In 2003 the Corredores Viales concession contracts expired, and the numbering system was changed when calling for a new bidding process.

Corridor Vial 6 is now controlled by Empresa Concesionaria Vial (Emcovial) and includes Route 12 in the same section as the previous concession.

== Old roadbed ==
Originally National Route 12 had a different layout through the provinces of Buenos Aires, Entre Ríos and Corrientes.

The original road started in Buenos Aires, passing through General Pacheco, Campana and Zárate. The section between Zárate's port and Puerto Constanza, in Entre Ríos Province, crossed the Paraná river by barge in a 3-hour crossing.

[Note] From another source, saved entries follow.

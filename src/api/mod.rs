// ==========================================
// 库存运营看板 - API 层
// ==========================================
// 职责: 供命令行与监听模式调用的业务接口
// ==========================================

pub mod dashboard_api;
pub mod error;
pub mod plan_api;

// 重导出核心类型
pub use dashboard_api::DashboardApi;
pub use error::{ApiError, ApiResult};
pub use plan_api::PlanApi;
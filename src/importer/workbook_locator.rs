// ==========================================
// 库存运营看板 - 工作簿定位器
// ==========================================
// 职责: 在数据目录中定位主数据 / PO / SO / 杂项工作簿
// 规则:
// - 主数据: MasterData.xls 优先，其次 MasterData.xlsx；缺失为致命错误
// - 其它工作簿: 按文件名排序遍历，第一个含匹配工作表的文件胜出
// - 无法打开的候选文件跳过（warn），不中断导入
// ==========================================

use crate::importer::data_cleaner::DataCleaner;
use crate::importer::error::{ImportError, ImportResult};
use crate::importer::field_aliases::{sheet_aliases, MASTER_WORKBOOK_FILES};
use crate::importer::workbook_trait::WorkbookOpener;
use std::collections::HashSet;
use std::path::{Path, PathBuf};
use std::sync::Arc;
use tracing::{debug, warn};

/// 是否为 Excel 工作簿文件（.xls / .xlsx，不区分大小写）
pub fn is_workbook_file(path: &Path) -> bool {
    path.extension()
        .and_then(|e| e.to_str())
        .map(|e| {
            let e = e.to_lowercase();
            e == "xls" || e == "xlsx"
        })
        .unwrap_or(false)
}

/// 列出目录下的工作簿文件（按文件名排序）
pub fn list_workbook_files(data_dir: &Path) -> ImportResult<Vec<PathBuf>> {
    let entries = std::fs::read_dir(data_dir).map_err(|e| ImportError::DataDirUnreadable {
        path: data_dir.display().to_string(),
        message: e.to_string(),
    })?;

    let mut files: Vec<PathBuf> = entries
        .filter_map(|entry| entry.ok())
        .map(|entry| entry.path())
        .filter(|path| path.is_file() && is_workbook_file(path))
        .collect();
    files.sort_by(|a, b| a.file_name().cmp(&b.file_name()));
    Ok(files)
}

/// 一次导入所用的工作簿路径
#[derive(Debug, Clone, PartialEq, Eq)]
pub struct LocatedWorkbooks {
    pub master: PathBuf,
    pub po: Option<PathBuf>,
    pub so: Option<PathBuf>,
    pub misc: Option<PathBuf>,
}

pub struct WorkbookLocator {
    data_dir: PathBuf,
    opener: Arc<dyn WorkbookOpener>,
}

impl WorkbookLocator {
    pub fn new(data_dir: impl Into<PathBuf>, opener: Arc<dyn WorkbookOpener>) -> Self {
        Self {
            data_dir: data_dir.into(),
            opener,
        }
    }

    pub fn data_dir(&self) -> &Path {
        &self.data_dir
    }

    /// 定位主数据工作簿
    pub fn locate_master(&self) -> ImportResult<PathBuf> {
        MASTER_WORKBOOK_FILES
            .iter()
            .map(|name| self.data_dir.join(name))
            .find(|path| path.is_file())
            .ok_or_else(|| ImportError::MasterWorkbookMissing {
                data_dir: self.data_dir.display().to_string(),
            })
    }

    /// 第一个包含任一别名工作表的工作簿
    pub fn find_workbook_with_any(&self, aliases: &[&str]) -> Option<PathBuf> {
        let targets: Vec<String> = aliases
            .iter()
            .map(|a| DataCleaner::normalize_sheet_key(a))
            .collect();

        let files = match list_workbook_files(&self.data_dir) {
            Ok(files) => files,
            Err(e) => {
                warn!(error = %e, "无法枚举数据目录，按未找到处理");
                return None;
            }
        };

        for path in files {
            let book = match self.opener.open(&path) {
                Ok(book) => book,
                Err(e) => {
                    warn!(file = %path.display(), error = %e, "工作簿无法打开，已跳过");
                    continue;
                }
            };

            let sheets: HashSet<String> = book
                .sheet_names()
                .iter()
                .map(|s| DataCleaner::normalize_sheet_key(s))
                .collect();
            if targets.iter().any(|t| sheets.contains(t)) {
                debug!(file = %path.display(), aliases = ?aliases, "已定位工作簿");
                return Some(path);
            }
        }

        None
    }

    /// 定位全部工作簿（含回退规则）
    ///
    /// - SO 工作簿回退到 PO 工作簿
    /// - 杂项工作簿依次回退到 PO、SO 工作簿
    pub fn locate_all(&self) -> ImportResult<LocatedWorkbooks> {
        let master = self.locate_master()?;
        let po = self.find_workbook_with_any(sheet_aliases::PO_COMBINED);
        let so = self
            .find_workbook_with_any(sheet_aliases::SO_COMBINED)
            .or_else(|| po.clone());
        let misc = self
            .find_workbook_with_any(sheet_aliases::MISC_WORKBOOK)
            .or_else(|| po.clone())
            .or_else(|| so.clone());

        debug!(
            master = %master.display(),
            po = ?po,
            so = ?so,
            misc = ?misc,
            "工作簿定位完成"
        );

        Ok(LocatedWorkbooks {
            master,
            po,
            so,
            misc,
        })
    }
}

#[cfg(test)]
mod tests {
    use super::*;

    #[test]
    fn test_is_workbook_file() {
        assert!(is_workbook_file(Path::new("a/MasterData.XLS")));
        assert!(is_workbook_file(Path::new("po.xlsx")));
        assert!(!is_workbook_file(Path::new("notes.csv")));
        assert!(!is_workbook_file(Path::new("xlsx")));
    }

    #[test]
    fn test_list_workbook_files_missing_dir() {
        let result = list_workbook_files(Path::new("/nonexistent/inventory-ops-data"));
        assert!(matches!(result, Err(ImportError::DataDirUnreadable { .. })));
    }
}
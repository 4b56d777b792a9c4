// ==========================================
// 库存运营看板 - BOM 可生产量计算
// ==========================================
// 口径:
// - 同一父件下重复的子件，以最后一行用量为准
// - 子件可用量取库存视图 available，未知 SKU 按 0
// - 最大可生产量 = min(floor(available / qty_per))，下限 0
// - 瓶颈: available < qty_per，按缺口降序
// ==========================================

use crate::domain::item::{BomBottleneck, BomCapacityResult, BomLine, StockItem};
use std::collections::HashMap;

#[derive(Debug, Default)]
pub struct BomCapacityEngine;

impl BomCapacityEngine {
    pub fn new() -> Self {
        Self
    }

    /// 计算父件的最大可生产量；父件没有 BOM 行时返回 None
    pub fn compute(
        &self,
        parent: &str,
        bom_lines: &[BomLine],
        stock_items: &[StockItem],
    ) -> Option<BomCapacityResult> {
        let parent = parent.trim();

        // 子件去重: 保留首次出现顺序，用量取最后一行
        let mut components: Vec<(&str, f64)> = Vec::new();
        let mut index: HashMap<&str, usize> = HashMap::new();
        for line in bom_lines
            .iter()
            .filter(|l| l.parent == parent && l.is_valid())
        {
            match index.get(line.component.as_str()) {
                Some(&slot) => components[slot].1 = line.qty_per,
                None => {
                    index.insert(line.component.as_str(), components.len());
                    components.push((line.component.as_str(), line.qty_per));
                }
            }
        }

        if components.is_empty() {
            return None;
        }

        let available_of = |sku: &str| {
            stock_items
                .iter()
                .find(|s| s.sku == sku)
                .map(|s| s.available)
                .unwrap_or(0.0)
        };

        let mut max_buildable = i64::MAX;
        let mut bottlenecks = Vec::new();
        for (component, qty_per) in components {
            let available = available_of(component);
            let can_make = (available / qty_per).floor() as i64;
            max_buildable = max_buildable.min(can_make);

            if available < qty_per {
                bottlenecks.push(BomBottleneck {
                    sku: component.to_string(),
                    available,
                    required: qty_per,
                    shortfall: qty_per - available,
                });
            }
        }

        bottlenecks.sort_by(|a, b| b.shortfall.total_cmp(&a.shortfall));

        Some(BomCapacityResult {
            parent: parent.to_string(),
            max_buildable: max_buildable.max(0),
            bottlenecks,
        })
    }
}
// ==========================================
// 库存运营看板 - 看板摘要领域模型
// ==========================================
// 职责: KPI / 晨会清单 / 催货清单 / 最近活动
// 说明: 每次导入重新计算，不独立持久化
// ==========================================

use crate::domain::types::{ActivityType, ExpediteType, MorningListType, Severity, Trend};
use serde::{Deserialize, Serialize};

#[derive(Debug, Clone, PartialEq, Serialize, Deserialize)]
#[serde(rename_all = "camelCase")]
pub struct Kpi {
    pub id: String,
    pub label: String,
    pub value: f64,
    #[serde(skip_serializing_if = "Option::is_none")]
    pub unit: Option<String>,
    pub trend: Trend,
}

#[derive(Debug, Clone, PartialEq, Serialize, Deserialize)]
#[serde(rename_all = "camelCase")]
pub struct MorningListItem {
    pub id: String,
    #[serde(rename = "type")]
    pub item_type: MorningListType,
    pub severity: Severity,
    pub title: String,
    pub description: String,
    pub reference: String,
}

#[derive(Debug, Clone, PartialEq, Serialize, Deserialize)]
#[serde(rename_all = "camelCase")]
pub struct ExpediteItem {
    pub id: String,
    #[serde(rename = "type")]
    pub item_type: ExpediteType,
    pub severity: Severity,
    pub reference: String,
    pub description: String,
    #[serde(skip_serializing_if = "Option::is_none")]
    pub days_late: Option<i64>,
    #[serde(skip_serializing_if = "Option::is_none")]
    pub gap: Option<f64>,
}

#[derive(Debug, Clone, PartialEq, Serialize, Deserialize)]
#[serde(rename_all = "camelCase")]
pub struct ActivityItem {
    pub id: String,
    #[serde(rename = "type")]
    pub item_type: ActivityType,
    pub timestamp: String,
    pub description: String,
    pub sku: String,
    pub qty: f64,
    pub reference: String,
}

After the change of route of National Route 9, in the late 1950s, the section from Avenida General Paz and Campana was changed to RN12. In 2005 the 8 km section between National Route 9 in Campana and the Bartolomé Mitre bridge access over the Paraná de las Palmas river changed to Buenos Aires provincial jurisdiction as a new section of Provincial Route 6. RN12 runs over the ol roadbed of National Route 193 to the bridge over National Route 9 in Zárate.

After Ceibas it followed the present National Route 14, traversing near Gualeguaychú, and the present Provincial Route 20, passing through Urdinarrain, Basavilbaso, Villaguay, Federal (Entre Ríos province) and San José de Feliciano.

In Corrientes Province, the road continued through Provincial Route 23 passing by Sauce and Perugorría, then by the present Provincial Route 24 until the junction with the present National Route 12.

This 580 km old roadbed changed to federal control by National Decree 1595 of 1979 except the National Route 14 section between Ceibas and the junction with Provincial Route 20.

ON the new roadbed the section between General Galarza and Nogoyá, on the south of Entre Ríos Province was still unopened. In 2005, the Dirección Nacional de Vialidad signed an agreement with its provincial counterpart to receive transfer of sections of provincial routes 6 and 39 to complete the missing sections of RN12.